(Dataset records)
-------------------------
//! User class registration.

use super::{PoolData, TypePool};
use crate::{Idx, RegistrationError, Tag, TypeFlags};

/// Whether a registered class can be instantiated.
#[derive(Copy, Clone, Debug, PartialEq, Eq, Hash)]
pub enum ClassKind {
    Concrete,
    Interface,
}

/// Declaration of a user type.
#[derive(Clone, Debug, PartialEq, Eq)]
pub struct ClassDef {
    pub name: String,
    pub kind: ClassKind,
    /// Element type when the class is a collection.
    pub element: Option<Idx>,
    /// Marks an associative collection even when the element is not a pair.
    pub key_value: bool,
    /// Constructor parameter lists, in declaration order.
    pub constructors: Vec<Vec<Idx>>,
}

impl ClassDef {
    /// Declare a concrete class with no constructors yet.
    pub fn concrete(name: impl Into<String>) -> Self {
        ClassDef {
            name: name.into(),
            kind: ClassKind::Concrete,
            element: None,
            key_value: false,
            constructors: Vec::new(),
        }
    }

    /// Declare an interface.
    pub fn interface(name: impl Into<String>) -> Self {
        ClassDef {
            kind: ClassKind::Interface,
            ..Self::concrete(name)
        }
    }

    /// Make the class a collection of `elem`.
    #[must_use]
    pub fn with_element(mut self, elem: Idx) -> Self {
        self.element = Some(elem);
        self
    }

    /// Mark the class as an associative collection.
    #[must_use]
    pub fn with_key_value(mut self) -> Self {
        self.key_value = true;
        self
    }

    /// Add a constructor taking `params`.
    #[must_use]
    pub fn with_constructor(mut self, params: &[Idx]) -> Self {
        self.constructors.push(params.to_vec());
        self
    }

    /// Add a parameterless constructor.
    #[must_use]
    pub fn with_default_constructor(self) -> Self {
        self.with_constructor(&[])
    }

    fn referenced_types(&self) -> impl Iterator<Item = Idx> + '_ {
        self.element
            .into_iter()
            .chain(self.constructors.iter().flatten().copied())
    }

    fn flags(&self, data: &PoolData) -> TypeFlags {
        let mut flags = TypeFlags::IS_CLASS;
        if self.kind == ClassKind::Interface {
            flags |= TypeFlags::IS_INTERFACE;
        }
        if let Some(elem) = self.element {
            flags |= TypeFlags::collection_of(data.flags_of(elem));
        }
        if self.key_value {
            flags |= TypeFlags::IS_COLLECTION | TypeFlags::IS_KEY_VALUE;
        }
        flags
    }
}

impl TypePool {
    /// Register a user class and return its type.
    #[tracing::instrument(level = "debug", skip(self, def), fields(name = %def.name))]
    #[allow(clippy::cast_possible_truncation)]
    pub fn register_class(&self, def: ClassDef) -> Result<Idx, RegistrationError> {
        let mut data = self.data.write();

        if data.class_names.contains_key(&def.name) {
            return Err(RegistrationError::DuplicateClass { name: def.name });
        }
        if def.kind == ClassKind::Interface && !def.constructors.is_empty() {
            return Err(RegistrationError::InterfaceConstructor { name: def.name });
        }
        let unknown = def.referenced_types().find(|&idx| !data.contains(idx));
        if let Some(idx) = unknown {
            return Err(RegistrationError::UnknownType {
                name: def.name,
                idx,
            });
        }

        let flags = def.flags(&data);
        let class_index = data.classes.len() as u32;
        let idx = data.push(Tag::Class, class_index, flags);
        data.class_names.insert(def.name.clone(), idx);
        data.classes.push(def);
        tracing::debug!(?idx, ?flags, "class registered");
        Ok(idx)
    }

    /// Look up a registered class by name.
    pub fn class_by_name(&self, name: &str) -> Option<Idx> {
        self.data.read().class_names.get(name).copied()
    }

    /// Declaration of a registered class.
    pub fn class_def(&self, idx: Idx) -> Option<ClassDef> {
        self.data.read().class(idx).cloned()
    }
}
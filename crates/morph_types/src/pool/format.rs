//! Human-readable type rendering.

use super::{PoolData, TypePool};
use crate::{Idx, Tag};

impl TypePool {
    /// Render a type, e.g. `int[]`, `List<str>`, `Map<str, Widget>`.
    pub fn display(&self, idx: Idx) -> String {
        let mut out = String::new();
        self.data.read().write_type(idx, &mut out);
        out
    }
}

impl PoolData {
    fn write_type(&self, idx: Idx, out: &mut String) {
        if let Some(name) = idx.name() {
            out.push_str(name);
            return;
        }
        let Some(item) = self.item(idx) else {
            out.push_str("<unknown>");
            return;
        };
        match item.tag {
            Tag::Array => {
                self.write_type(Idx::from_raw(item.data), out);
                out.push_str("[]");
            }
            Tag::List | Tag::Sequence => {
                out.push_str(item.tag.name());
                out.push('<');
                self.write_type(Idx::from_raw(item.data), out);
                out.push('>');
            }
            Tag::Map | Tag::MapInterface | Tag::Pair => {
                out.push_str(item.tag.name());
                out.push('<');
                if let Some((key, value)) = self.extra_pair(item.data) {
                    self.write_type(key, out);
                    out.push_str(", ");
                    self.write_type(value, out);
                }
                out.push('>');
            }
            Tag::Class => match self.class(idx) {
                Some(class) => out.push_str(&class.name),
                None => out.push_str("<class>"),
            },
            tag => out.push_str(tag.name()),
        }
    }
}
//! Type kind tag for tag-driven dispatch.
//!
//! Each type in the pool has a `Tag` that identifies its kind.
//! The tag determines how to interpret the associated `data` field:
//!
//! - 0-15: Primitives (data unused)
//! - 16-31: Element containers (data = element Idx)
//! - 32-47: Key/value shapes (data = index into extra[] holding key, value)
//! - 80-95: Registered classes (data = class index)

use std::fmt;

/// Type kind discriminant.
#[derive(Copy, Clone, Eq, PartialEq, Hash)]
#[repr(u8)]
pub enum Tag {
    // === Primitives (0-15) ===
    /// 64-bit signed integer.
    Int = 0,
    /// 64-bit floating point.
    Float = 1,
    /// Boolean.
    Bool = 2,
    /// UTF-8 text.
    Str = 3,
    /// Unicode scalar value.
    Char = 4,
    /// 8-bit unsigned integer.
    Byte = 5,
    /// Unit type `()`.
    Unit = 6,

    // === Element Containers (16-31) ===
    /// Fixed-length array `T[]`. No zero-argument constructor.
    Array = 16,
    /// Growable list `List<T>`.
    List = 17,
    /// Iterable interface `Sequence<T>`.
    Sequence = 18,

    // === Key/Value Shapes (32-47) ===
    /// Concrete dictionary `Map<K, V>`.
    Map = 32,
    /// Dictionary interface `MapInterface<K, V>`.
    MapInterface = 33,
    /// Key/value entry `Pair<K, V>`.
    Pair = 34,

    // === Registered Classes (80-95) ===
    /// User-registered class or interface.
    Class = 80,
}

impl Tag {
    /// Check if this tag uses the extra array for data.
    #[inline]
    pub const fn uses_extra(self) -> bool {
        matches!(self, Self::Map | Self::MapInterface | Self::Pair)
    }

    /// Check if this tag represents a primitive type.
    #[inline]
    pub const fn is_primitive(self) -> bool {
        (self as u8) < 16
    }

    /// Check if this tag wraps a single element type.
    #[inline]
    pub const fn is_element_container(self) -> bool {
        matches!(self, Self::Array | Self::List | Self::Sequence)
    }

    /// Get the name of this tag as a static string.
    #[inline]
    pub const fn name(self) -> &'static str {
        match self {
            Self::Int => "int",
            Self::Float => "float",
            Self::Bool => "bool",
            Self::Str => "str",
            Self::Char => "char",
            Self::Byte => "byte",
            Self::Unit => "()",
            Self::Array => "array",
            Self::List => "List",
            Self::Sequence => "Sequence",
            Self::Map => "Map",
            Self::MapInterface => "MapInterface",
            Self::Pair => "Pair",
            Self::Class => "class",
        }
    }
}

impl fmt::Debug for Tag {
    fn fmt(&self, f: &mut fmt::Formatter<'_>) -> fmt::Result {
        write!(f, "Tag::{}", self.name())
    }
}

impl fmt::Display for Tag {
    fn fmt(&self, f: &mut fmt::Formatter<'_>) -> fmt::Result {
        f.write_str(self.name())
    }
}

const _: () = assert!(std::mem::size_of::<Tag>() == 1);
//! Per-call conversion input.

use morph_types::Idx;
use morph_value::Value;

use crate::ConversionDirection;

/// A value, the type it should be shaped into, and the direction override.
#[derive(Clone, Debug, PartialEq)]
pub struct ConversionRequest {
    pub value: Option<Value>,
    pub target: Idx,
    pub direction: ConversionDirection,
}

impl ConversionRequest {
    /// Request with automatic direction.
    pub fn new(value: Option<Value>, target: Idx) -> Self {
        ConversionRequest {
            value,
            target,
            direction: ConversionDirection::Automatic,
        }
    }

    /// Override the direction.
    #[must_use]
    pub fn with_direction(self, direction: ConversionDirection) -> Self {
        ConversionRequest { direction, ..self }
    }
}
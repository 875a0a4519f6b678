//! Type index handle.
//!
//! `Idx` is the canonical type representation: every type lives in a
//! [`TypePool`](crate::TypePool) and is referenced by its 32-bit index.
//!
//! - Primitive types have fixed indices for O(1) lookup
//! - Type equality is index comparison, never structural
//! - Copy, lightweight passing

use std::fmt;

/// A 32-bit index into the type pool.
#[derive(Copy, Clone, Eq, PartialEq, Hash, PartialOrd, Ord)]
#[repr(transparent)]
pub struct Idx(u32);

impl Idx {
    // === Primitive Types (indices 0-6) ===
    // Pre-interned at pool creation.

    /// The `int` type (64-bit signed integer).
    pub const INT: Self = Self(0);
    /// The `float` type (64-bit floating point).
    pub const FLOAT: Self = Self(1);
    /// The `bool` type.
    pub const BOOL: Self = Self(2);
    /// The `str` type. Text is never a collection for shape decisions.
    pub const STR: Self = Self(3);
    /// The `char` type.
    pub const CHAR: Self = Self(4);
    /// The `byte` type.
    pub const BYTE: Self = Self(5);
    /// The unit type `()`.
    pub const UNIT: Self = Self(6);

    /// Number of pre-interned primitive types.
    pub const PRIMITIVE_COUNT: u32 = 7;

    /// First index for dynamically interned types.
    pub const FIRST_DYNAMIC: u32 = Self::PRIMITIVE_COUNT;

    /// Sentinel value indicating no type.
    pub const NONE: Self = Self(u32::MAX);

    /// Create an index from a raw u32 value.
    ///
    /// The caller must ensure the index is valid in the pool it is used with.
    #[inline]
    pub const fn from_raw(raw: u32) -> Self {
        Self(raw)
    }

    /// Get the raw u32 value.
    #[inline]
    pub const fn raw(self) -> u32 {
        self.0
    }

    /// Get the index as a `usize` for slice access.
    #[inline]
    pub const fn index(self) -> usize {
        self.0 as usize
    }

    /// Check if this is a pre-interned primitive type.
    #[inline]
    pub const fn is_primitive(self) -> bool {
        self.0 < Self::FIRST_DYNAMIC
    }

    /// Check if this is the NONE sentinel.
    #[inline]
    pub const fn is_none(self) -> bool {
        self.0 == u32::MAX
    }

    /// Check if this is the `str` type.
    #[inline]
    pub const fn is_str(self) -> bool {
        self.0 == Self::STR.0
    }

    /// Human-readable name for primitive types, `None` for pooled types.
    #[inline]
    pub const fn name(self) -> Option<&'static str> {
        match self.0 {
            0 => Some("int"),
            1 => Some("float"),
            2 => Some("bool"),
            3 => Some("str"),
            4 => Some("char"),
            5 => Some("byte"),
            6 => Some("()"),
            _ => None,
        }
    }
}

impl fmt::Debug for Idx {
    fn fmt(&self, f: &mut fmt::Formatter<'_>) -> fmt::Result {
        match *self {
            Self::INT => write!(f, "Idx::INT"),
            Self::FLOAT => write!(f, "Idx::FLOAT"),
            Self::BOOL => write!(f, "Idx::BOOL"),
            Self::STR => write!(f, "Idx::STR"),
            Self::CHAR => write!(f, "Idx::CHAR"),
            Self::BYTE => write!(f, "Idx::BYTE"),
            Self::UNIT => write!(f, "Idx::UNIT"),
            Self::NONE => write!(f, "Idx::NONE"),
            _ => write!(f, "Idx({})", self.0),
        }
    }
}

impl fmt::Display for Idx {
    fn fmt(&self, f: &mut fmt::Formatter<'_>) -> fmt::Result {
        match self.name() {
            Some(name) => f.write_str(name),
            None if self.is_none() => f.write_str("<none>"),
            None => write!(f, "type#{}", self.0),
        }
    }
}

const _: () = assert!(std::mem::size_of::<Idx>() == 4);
-------------------------
*Action item*. Report each line above that includes the string "interned".

*Response area*.
    // Pre-interned at pool creation.
    /// Number of pre-interned primitive types.
    /// First index for dynamically interned types.
    /// Check if this is a pre-interned primitive type.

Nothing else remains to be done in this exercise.